A lot of teeth gritting is involved
Girls don’t have an easy time growing up I know a lot of my DD16’s issues are insecurity and lack of self confidence and she takes the rage out on me. It’s not easier in care - but this won’t last forever. It just feels like it does!

juneau Mon 08-Apr-19 17:17:03

It's interesting that you say this awful behaviour started when she first got her period. That suggests that it's hormonal. Have you talked to the GP about this at all OP? That might be a good place to start. Family therapy is also a good idea, if you can get her to agree to attend (which might be a challenge, from what you've written above). Some teens are just horrible, I think and most outgrow it, but it must be utter hell to live with someone who is so unpleasant all the time flowers

RebulahConundrum Mon 08-Apr-19 17:23:53

Not matter how much you dislike her, no matter how much of a little shit she is, never tell her that you don't like her!
My mum told me she loved me but didn't like me many times when I was growing up and I'm only just realising, at 32, what a massive impact it has had on my life, on my self-esteem and my ability (or lack thereof) to make and keep friendships.

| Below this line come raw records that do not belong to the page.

//! Source type → target type mapping.

use super::{read_resource, write_json_atomically, EnsureOutcome};
use crate::error::{ConvertError, Result};
use indexmap::IndexMap;
use serde::{Deserialize, Serialize};
use std::path::{Path, PathBuf};
use tracing::{debug, info, warn};

/// Default file name of the type mapping resource
pub const TYPE_MAPPINGS_FILE: &str = "type_mappings_config.json";

/// Target type used for any source type the mapping does not know
pub const FALLBACK_TYPE: &str = "TEXT";

const DEFAULT_TYPE_MAPPINGS: &[(&str, &str)] = &[
    ("bigint", "BIGINT"),
    ("int", "INTEGER"),
    ("smallint", "SMALLINT"),
    ("tinyint", "SMALLINT"),
    ("bit", "BOOLEAN"),
    ("decimal", "DECIMAL"),
    ("numeric", "NUMERIC"),
    ("money", "NUMERIC(19,4)"),
    ("smallmoney", "NUMERIC(10,4)"),
    ("float", "DOUBLE PRECISION"),
    ("real", "REAL"),
    ("datetime", "TIMESTAMPTZ"),
    ("datetime2", "TIMESTAMPTZ"),
    ("smalldatetime", "TIMESTAMPTZ"),
    ("date", "DATE"),
    ("time", "TIME"),
    ("datetimeoffset", "TIMESTAMP WITH TIME ZONE"),
    ("char", "CHAR"),
    ("varchar", "VARCHAR"),
    ("text", "TEXT"),
    ("nchar", "CHAR"),
    ("nvarchar", "VARCHAR"),
    ("ntext", "TEXT"),
    ("binary", "BYTEA"),
    ("varbinary", "BYTEA"),
    ("image", "BYTEA"),
    ("uniqueidentifier", "UUID"),
    ("xml", "XML"),
];

const LENGTH_TYPES: &[&str] = &["char", "varchar", "nchar", "nvarchar"];
const PRECISION_TYPES: &[&str] = &["decimal", "numeric"];

/// Ordered mapping from lowercase source type names to target type names.
///
/// Order is preserved from the resource file because the converter applies the
/// entries in sequence and reports them in that order.
#[derive(Debug, Clone, PartialEq, Eq)]
pub struct TypeMapping {
    entries: IndexMap<String, String>,
}

impl TypeMapping {
    /// Build a mapping, normalising keys to lowercase and dropping blank entries.
    pub fn new(entries: IndexMap<String, String>) -> Self {
        let entries = entries
            .into_iter()
            .filter_map(|(source, target)| {
                let source = source.trim().to_lowercase();
                let target = target.trim().to_string();
                if source.is_empty() || target.is_empty() {
                    None
                } else {
                    Some((source, target))
                }
            })
            .collect();
        Self { entries }
    }

    /// The built-in table used when no usable resource exists
    pub fn defaults() -> Self {
        Self::new(
            DEFAULT_TYPE_MAPPINGS
                .iter()
                .map(|(s, t)| (s.to_string(), t.to_string()))
                .collect(),
        )
    }

    pub fn get(&self, source_type: &str) -> Option<&str> {
        self.entries
            .get(&source_type.trim().to_lowercase())
            .map(String::as_str)
    }

    /// Target type for `source_type`, falling back to [`FALLBACK_TYPE`]
    pub fn target_for(&self, source_type: &str) -> &str {
        self.get(source_type).unwrap_or(FALLBACK_TYPE)
    }

    /// Render a full column type from catalog metadata.
    ///
    /// Character types carry their length (or become `TEXT` when unbounded),
    /// decimal types carry `(precision,scale)` when both are known.
    pub fn column_type(
        &self,
        data_type: &str,
        max_length: Option<i64>,
        precision: Option<u32>,
        scale: Option<u32>,
    ) -> String {
        let lowered = data_type.trim().to_lowercase();
        let base = self.target_for(&lowered);

        if LENGTH_TYPES.contains(&lowered.as_str()) {
            return match max_length {
                Some(len) if len > 0 => format!("{}({})", base, len),
                _ => FALLBACK_TYPE.to_string(),
            };
        }

        if PRECISION_TYPES.contains(&lowered.as_str()) {
            if let (Some(p), Some(s)) = (precision, scale) {
                if p > 0 {
                    return format!("{}({},{})", base, p, s);
                }
            }
        }

        base.to_string()
    }

    pub fn iter(&self) -> impl Iterator<Item = (&str, &str)> {
        self.entries.iter().map(|(s, t)| (s.as_str(), t.as_str()))
    }

    pub fn len(&self) -> usize {
        self.entries.len()
    }

    pub fn is_empty(&self) -> bool {
        self.entries.is_empty()
    }
}

impl Default for TypeMapping {
    fn default() -> Self {
        Self::defaults()
    }
}

#[derive(Debug, Serialize, Deserialize)]
struct TypeMappingsResource {
    #[serde(default)]
    type_mappings: IndexMap<String, String>,
}

/// Loads and maintains the type mapping resource
#[derive(Debug, Clone)]
pub struct TypeMappingStore {
    path: PathBuf,
}

impl TypeMappingStore {
    pub fn new(path: impl Into<PathBuf>) -> Self {
        Self { path: path.into() }
    }

    pub fn path(&self) -> &Path {
        &self.path
    }

    /// Load the mapping, degrading to the defaults on any problem.
    pub fn load(&self) -> TypeMapping {
        match self.try_load() {
            Ok(Some(mapping)) if !mapping.is_empty() => {
                debug!(path = %self.path.display(), entries = mapping.len(), "Loaded type mappings");
                mapping
            }
            Ok(Some(_)) => {
                warn!(path = %self.path.display(), "Type mapping resource is empty, using defaults");
                TypeMapping::defaults()
            }
            Ok(None) => {
                debug!(path = %self.path.display(), "No type mapping resource, using defaults");
                TypeMapping::defaults()
            }
            Err(e) => {
                warn!(path = %self.path.display(), error = %e, "Could not load type mappings, using defaults");
                TypeMapping::defaults()
            }
        }
    }

    fn try_load(&self) -> Result<Option<TypeMapping>> {
        let Some(content) = read_resource(&self.path)? else {
            return Ok(None);
        };
        let resource: TypeMappingsResource =
            serde_json::from_str(&content).map_err(|e| ConvertError::ConfigParse {
                path: self.path.clone(),
                message: e.to_string(),
            })?;
        Ok(Some(TypeMapping::new(resource.type_mappings)))
    }

    /// Write the defaults if the resource is missing, rewrite it if it is not valid JSON.
    pub fn ensure(&self) -> Result<EnsureOutcome> {
        let outcome = match read_resource(&self.path)? {
            None => EnsureOutcome::Created,
            Some(content) => match serde_json::from_str::<serde_json::Value>(&content) {
                Ok(_) => return Ok(EnsureOutcome::Unchanged),
                Err(e) => {
                    warn!(path = %self.path.display(), error = %e, "Type mapping resource is corrupt, rewriting");
                    EnsureOutcome::Repaired
                }
            },
        };

        let defaults = TypeMapping::defaults();
        let resource = TypeMappingsResource {
            type_mappings: defaults.entries.clone(),
        };
        write_json_atomically(&self.path, &resource)?;
        info!(
            path = %self.path.display(),
            entries = defaults.len(),
            "Wrote default type mappings"
        );

        Ok(outcome)
    }
}

impl Default for TypeMappingStore {
    fn default() -> Self {
        Self::new(TYPE_MAPPINGS_FILE)
    }
}
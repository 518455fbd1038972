use std::io::{self, Write};

use clap::Parser;
use cube_core::{CubeState, DEFAULT_SCRAMBLE_MOVES, parse_alg, scramble};
use itertools::Itertools;

mod render;

use render::render_net;

/// Simulates a 3x3x3 twisty puzzle in the terminal
#[derive(Parser)]
#[command(version, about)]
enum Commands {
    /// Print the solved cube
    Show,
    /// Apply a move sequence to the solved cube and print the result
    Apply {
        /// Whitespace-separated moves, e.g. "R U R' U'"
        alg: String,
    },
    /// Scramble the cube, printing the sequence and the result
    Scramble {
        /// How many random moves to apply
        #[arg(short, long, default_value_t = DEFAULT_SCRAMBLE_MOVES)]
        count: usize,
        /// Seed for a reproducible scramble
        #[arg(short, long)]
        seed: Option<u64>,
    },
    /// Twist the cube interactively from stdin
    Play,
}

fn main() -> color_eyre::Result<()> {
    color_eyre::install()?;
    pretty_env_logger::init();

    match Commands::parse() {
        Commands::Show => print!("{}", render_net(&CubeState::initial())),
        Commands::Apply { alg } => {
            let moves = parse_alg(&alg)?;
            log::debug!("applying {} moves", moves.len());
            let state = CubeState::initial().apply_all(&moves);
            print!("{}", render_net(&state));
        }
        Commands::Scramble { count, seed } => {
            let mut rng = match seed {
                Some(seed) => fastrand::Rng::with_seed(seed),
                None => fastrand::Rng::new(),
            };
            let (state, sequence) = scramble(&CubeState::initial(), count, &mut rng);
            println!("{}", sequence.iter().join(" "));
            print!("{}", render_net(&state));
        }
        Commands::Play => play()?,
    }

    Ok(())
}

fn play() -> color_eyre::Result<()> {
    let mut state = CubeState::initial();

    println!("Moves: F B R L U D, with ' for counter-clockwise and 2 to double.");
    println!("Words: scramble, reset, quit.");

    loop {
        print!("{}", render_net(&state));
        if state.is_solved() {
            println!("Solved!");
        }
        print!("> ");
        io::stdout().flush()?;

        let mut line = String::new();
        if io::stdin().read_line(&mut line)? == 0 {
            break Ok(());
        }

        match line.trim() {
            "" => {}
            "quit" | "exit" => break Ok(()),
            "reset" => state.reset(),
            "scramble" => {
                let (scrambled, sequence) =
                    scramble(&state, DEFAULT_SCRAMBLE_MOVES, &mut fastrand::Rng::new());
                println!("{}", sequence.iter().join(" "));
                state = scrambled;
            }
            alg => match parse_alg(alg) {
                Ok(moves) => state = state.apply_all(&moves),
                Err(err) => println!("{err}"),
            },
        }
    }
}
//! A deterministic sticker-level model of the 3×3×3 twisty puzzle.
//!
//! [`CubeState`] holds six faces of nine sticker colors; [`Move`] enumerates
//! the twelve legal quarter turns. Applying a move is a pure permutation of
//! the 54 stickers, computed from a snapshot of the pre-move state, so
//! callers only ever observe fully-applied moves and a seeded scramble is
//! reproducible sticker-for-sticker.

pub mod moves;
pub mod notation;
pub mod scramble;
pub mod state;

pub use moves::{Move, rotate_grid};
pub use notation::{ParseAlgError, parse_alg};
pub use scramble::{DEFAULT_SCRAMBLE_MOVES, scramble};
pub use state::{Color, CubeState, Face, Grid};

LiGlitterBug Mon 08-Apr-19 17:25:12

Sounds incredibly similar to the relationship I had with my mother, which was not helped by her being a lot closer to my older brother and younger sister (they had lots of shared interests). I often felt criticised as I didn’t fit the ‘norm’ for our family. My mum was adamant that she didn’t play favourites, but looking back she now acknowledges that I probably was made to feel like the black sheep, even if it wasn’t intentional.

Like your daughter, I also found out I was bi.Sometimes being ‘boy crazy’ is a way to try and force yourself to be ‘normal’- or at least appear straight. Wonder if you could do something like Pride together (if you have a parade near you?) or maybe buy her a book or badge or something LGBT linked?

I do feel for her, being a hormonal teenager surrounded by all the social media pressure must be awful. It doesn’t excuse her behaviour, but I can understand why she might be acting as she is. Give her space and time, make sure she knows that you’re there for her to come to if needed but don’t try to push too much.

Harveys4557 Mon 08-Apr-19 17:26:07

Thankyou everyone for your words and advice. Reading what you guys have to say has made me realise maybe I am being too namby pamby with her and making all the effort. I know I need to stick to consequences for rudeness and bad behaviour. She has just been grounded until she can speak to me and her Dad with respect. I always tell her I love her and that she can talk to me about anything. She knows that’s so maybe I should take a step back and try and let her be. I totally understand that she is a teenager and they do go through these phases. We have done other things together that she enjoys, it just seems she throws her toys out of the pram when things aren’t going her way. Back last year we went to see her favourite singer in concert twice and we had an amazing time, she was so happy that’s why we went a second time. The next day though she was back to her usual self trying to pick arguments. Don’t get me wrong, it’s not bad every day. Sometimes she can be lovely, but the bad tend to outweigh the good. I’m feeling more positive now, maybe it’s just something she needs to work out on her own, I’m here for her, she knows that and that’s the main thing.